Hurricanes Katrina and Rita destroyed over 100 drilling rigs
and platforms and over 450 pipelines. The Minerals Management Service estimated
almost one million gallons spilled during the hurricane from offshore
facilities; the Coast Guard documented an estimated nine million gallons from
onshore and offshore oil facilities were spilled.
This August, a two-year old rig touted by the oil lobby as "the future of oil and gas exploration" ruptured and caused a massive nine million gallon leak off Australia's pristine Kimberly coastline. The West Atlas rig spewed oil into one of the ocean's busiest migratory routes for 73 days this Fall.
And now, with the Deepwater Horizon catastrophe causing 210,000 gallons of oil to be spilled into the Gulf each day, the day we hoped would never come may soon be here.
We Have Cleaner, Safer Choices
Oil drilling proponents say we have no choice, given rising oil and gas prices.
They’re wrong.
If our cars and trucks got an average of a couple more miles per gallon,
we'd save more oil than exists off the entire coast of Florida. Yet federal gas mileage standards leave much room for improvement. Instead of allowing oil companies to
drill off our coast, our governor, congressional delegation and president should be
leading the charge in Washington and in Tallahassee for better
gas mileage and clean energy.
Tell Our Leaders: Stop The Rush To Drill
The oil lobby would like us to believe that we can drill our way out of our
nation's energy problems. We're not buying it. Opening our shores to drilling
would only put our beaches and coastal waters at great risk for a small,
short-term supply of oil and gas. We can do better.
State and federal leaders know this. But they're facing enormous
pressure to take action against rising energy prices. Caving in to the oil lobby
would give them a chance to appear strong and decisive.

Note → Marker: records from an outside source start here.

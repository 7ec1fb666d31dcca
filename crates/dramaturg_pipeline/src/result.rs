//! The aggregate record of one pipeline run.

use chrono::{DateTime, Utc};
use dramaturg_core::{Language, StageResult, StageStatus};
use dramaturg_stations::{
    Station1Output, Station2Output, Station3Output, Station4Output, Station5Output,
    Station6Output, Station7Output,
};
use serde::{Deserialize, Serialize};
use std::collections::BTreeMap;

/// The output of every station, fallbacks included.
#[derive(Debug, Clone, Default, PartialEq, Serialize, Deserialize)]
#[serde(rename_all = "camelCase")]
pub struct StationOutputs {
    /// Text analysis
    pub station1: Station1Output,
    /// Concept and genre
    pub station2: Station2Output,
    /// Conflict network
    pub station3: Station3Output,
    /// Efficiency metrics
    pub station4: Station4Output,
    /// Dynamic, symbolic and stylistic analysis
    pub station5: Station5Output,
    /// Diagnostics and treatment
    pub station6: Station6Output,
    /// Final report
    pub station7: Station7Output,
}

/// Status and timing of one station, without its output.
#[derive(Debug, Clone, PartialEq, Serialize, Deserialize)]
#[serde(rename_all = "camelCase")]
pub struct StageSummary {
    /// Station number
    pub station: u8,
    /// Station name
    pub name: String,
    /// Outcome
    pub status: StageStatus,
    /// Wall-clock time spent in the station
    pub execution_time_ms: u64,
    /// When the station finished
    pub timestamp: DateTime<Utc>,
    /// Failure message, when the station fell back
    #[serde(skip_serializing_if = "Option::is_none")]
    pub error: Option<String>,
}

impl<T> From<&StageResult<T>> for StageSummary {
    fn from(result: &StageResult<T>) -> Self {
        let metadata = result.metadata();
        Self {
            station: *metadata.station(),
            name: metadata.name().clone(),
            status: *metadata.status(),
            execution_time_ms: *result.execution_time_ms(),
            timestamp: *metadata.timestamp(),
            error: metadata.error().clone(),
        }
    }
}

/// Run-level bookkeeping.
#[derive(Debug, Clone, PartialEq, Serialize, Deserialize)]
#[serde(rename_all = "camelCase")]
pub struct PipelineMetadata {
    /// Project name
    pub project_name: String,
    /// Analysis language
    pub language: Language,
    /// Stations that returned a result
    pub stages_completed: usize,
    /// Wall-clock time of the whole run, delays included
    pub total_execution_time_ms: u64,
    /// When the run started
    pub started_at: DateTime<Utc>,
    /// When the run finished
    pub finished_at: DateTime<Utc>,
    /// Files written by the run
    pub artifacts: Vec<String>,
    /// Caller-defined switches from the request
    #[serde(skip_serializing_if = "BTreeMap::is_empty", default)]
    pub flags: BTreeMap<String, bool>,
}

/// Everything a pipeline run produced.
///
/// Serialises with camelCase keys; the network's maps serialise key-ordered.
#[derive(Debug, Clone, PartialEq, Serialize, Deserialize)]
#[serde(rename_all = "camelCase")]
pub struct PipelineRunResult {
    /// Per-station outputs
    pub station_outputs: StationOutputs,
    /// Per-station status and timing, keyed by station number
    pub station_results: BTreeMap<u8, StageSummary>,
    /// Run-level bookkeeping
    pub pipeline_metadata: PipelineMetadata,
}

impl PipelineRunResult {
    /// Stations whose result is a fallback.
    pub fn failed_stations(&self) -> Vec<u8> {
        self.station_results
            .values()
            .filter(|summary| summary.status == StageStatus::Failed)
            .map(|summary| summary.station)
            .collect()
    }
}
//! Text helpers shared by prompt construction and reporting.

/// Truncate `text` to at most `max_chars` characters on a char boundary.
///
/// # Examples
///
/// ```
/// use dramaturg_core::truncate_chars;
///
/// assert_eq!(truncate_chars("مرحبا بالعالم", 5), "مرحبا");
/// assert_eq!(truncate_chars("short", 100), "short");
/// ```
pub fn truncate_chars(text: &str, max_chars: usize) -> &str {
    match text.char_indices().nth(max_chars) {
        Some((idx, _)) => &text[..idx],
        None => text,
    }
}

/// Count whitespace-separated words.
pub fn word_count(text: &str) -> usize {
    text.split_whitespace().count()
}

#[cfg(test)]
mod tests {
    use super::*;

    #[test]
    fn truncate_keeps_char_boundaries() {
        let text = "أ".repeat(10);
        assert_eq!(truncate_chars(&text, 3).chars().count(), 3);
    }

    #[test]
    fn truncate_zero_is_empty() {
        assert_eq!(truncate_chars("abc", 0), "");
    }

    #[test]
    fn counts_words() {
        assert_eq!(word_count("  one two\nthree "), 3);
    }
}
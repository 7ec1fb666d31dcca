//! Report store filesystem tests.

use dramaturg_storage::{FINAL_REPORT_FILE, INDEX_FILE, RESULT_FILE, ReportStore};
use serde_json::json;

#[tokio::test]
async fn test_creates_nested_directory() -> anyhow::Result<()> {
    let temp = tempfile::tempdir()?;
    let dir = temp.path().join("a").join("b");
    let store = ReportStore::new(&dir)?;
    assert!(dir.is_dir());
    assert_eq!(store.base_path(), dir.as_path());
    Ok(())
}

#[tokio::test]
async fn test_station_report_has_header() -> anyhow::Result<()> {
    let temp = tempfile::tempdir()?;
    let store = ReportStore::new(temp.path())?;

    let path = store
        .write_station_report(3, "Conflict network", "Characters: 4\n\n")
        .await?;

    assert!(path.ends_with("station3_report.txt"));
    let contents = std::fs::read_to_string(&path)?;
    assert!(contents.starts_with("Station 3: Conflict network\n"));
    assert!(contents.ends_with("Characters: 4\n"));
    Ok(())
}

#[tokio::test]
async fn test_rewrite_replaces_contents() -> anyhow::Result<()> {
    let temp = tempfile::tempdir()?;
    let store = ReportStore::new(temp.path())?;

    store.write_final_report("first").await?;
    let path = store.write_final_report("second").await?;

    assert_eq!(std::fs::read_to_string(path)?, "second");
    let leftovers: Vec<_> = std::fs::read_dir(temp.path())?
        .filter_map(Result::ok)
        .filter(|entry| entry.file_name().to_string_lossy().ends_with(".tmp"))
        .collect();
    assert!(leftovers.is_empty());
    Ok(())
}

#[tokio::test]
async fn test_json_and_index() -> anyhow::Result<()> {
    let temp = tempfile::tempdir()?;
    let store = ReportStore::new(temp.path())?;

    let json_path = store.write_json(RESULT_FILE, &json!({"ok": true})).await?;
    let final_path = store.write_final_report("done").await?;
    let index_path = store
        .write_index("Demo", &[json_path.clone(), final_path])
        .await?;

    let parsed: serde_json::Value = serde_json::from_str(&std::fs::read_to_string(json_path)?)?;
    assert_eq!(parsed, json!({"ok": true}));

    assert!(index_path.ends_with(INDEX_FILE));
    let index = std::fs::read_to_string(index_path)?;
    assert!(index.contains("Project: Demo"));
    assert!(index.contains(RESULT_FILE));
    assert!(index.contains(FINAL_REPORT_FILE));
    Ok(())
}
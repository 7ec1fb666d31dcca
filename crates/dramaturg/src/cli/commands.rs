//! CLI command definitions.

use clap::{Args, Parser, Subcommand};
use dramaturg::Language;
use std::path::PathBuf;

/// Dramaturg - seven-station dramaturgical analysis of screenplays
#[derive(Parser, Debug)]
#[command(name = "dramaturg")]
#[command(about = "Seven-station dramaturgical analysis of screenplays", long_about = None)]
#[command(version)]
pub struct Cli {
    /// Command to execute
    #[command(subcommand)]
    pub command: Commands,

    /// Configuration file replacing the layered defaults
    #[arg(long, global = true)]
    pub config: Option<PathBuf>,

    /// Enable verbose logging
    #[arg(short, long, global = true)]
    pub verbose: bool,
}

/// Available commands
#[derive(Subcommand, Debug)]
pub enum Commands {
    /// Analyse a screenplay file
    Analyze(AnalyzeArgs),
}

/// Arguments of `dramaturg analyze`
#[derive(Args, Debug)]
pub struct AnalyzeArgs {
    /// Screenplay text file
    pub file: PathBuf,

    /// Project name (defaults to the file stem)
    #[arg(long)]
    pub project: Option<String>,

    /// Analysis language: ar or en
    #[arg(long, default_value = "ar")]
    pub language: Language,

    /// Directory receiving the reports
    #[arg(long)]
    pub output: Option<PathBuf>,

    /// Skip the pause between stations
    #[arg(long)]
    pub no_delay: bool,

    /// Print the full result as JSON
    #[arg(long)]
    pub json: bool,
}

Unfortunately for us,
though, we'd still face a long-term energy crisis while our environment and
economy would face new risks due to the pollution and potential for
catastrophic spills off our coast.
We need to tell our leaders in Congress to stop the rush to drill—and start
pushing sensible choices like using less oil by increasing fuel
economy, increasing funding for public transportation and planning for better
transportation systems.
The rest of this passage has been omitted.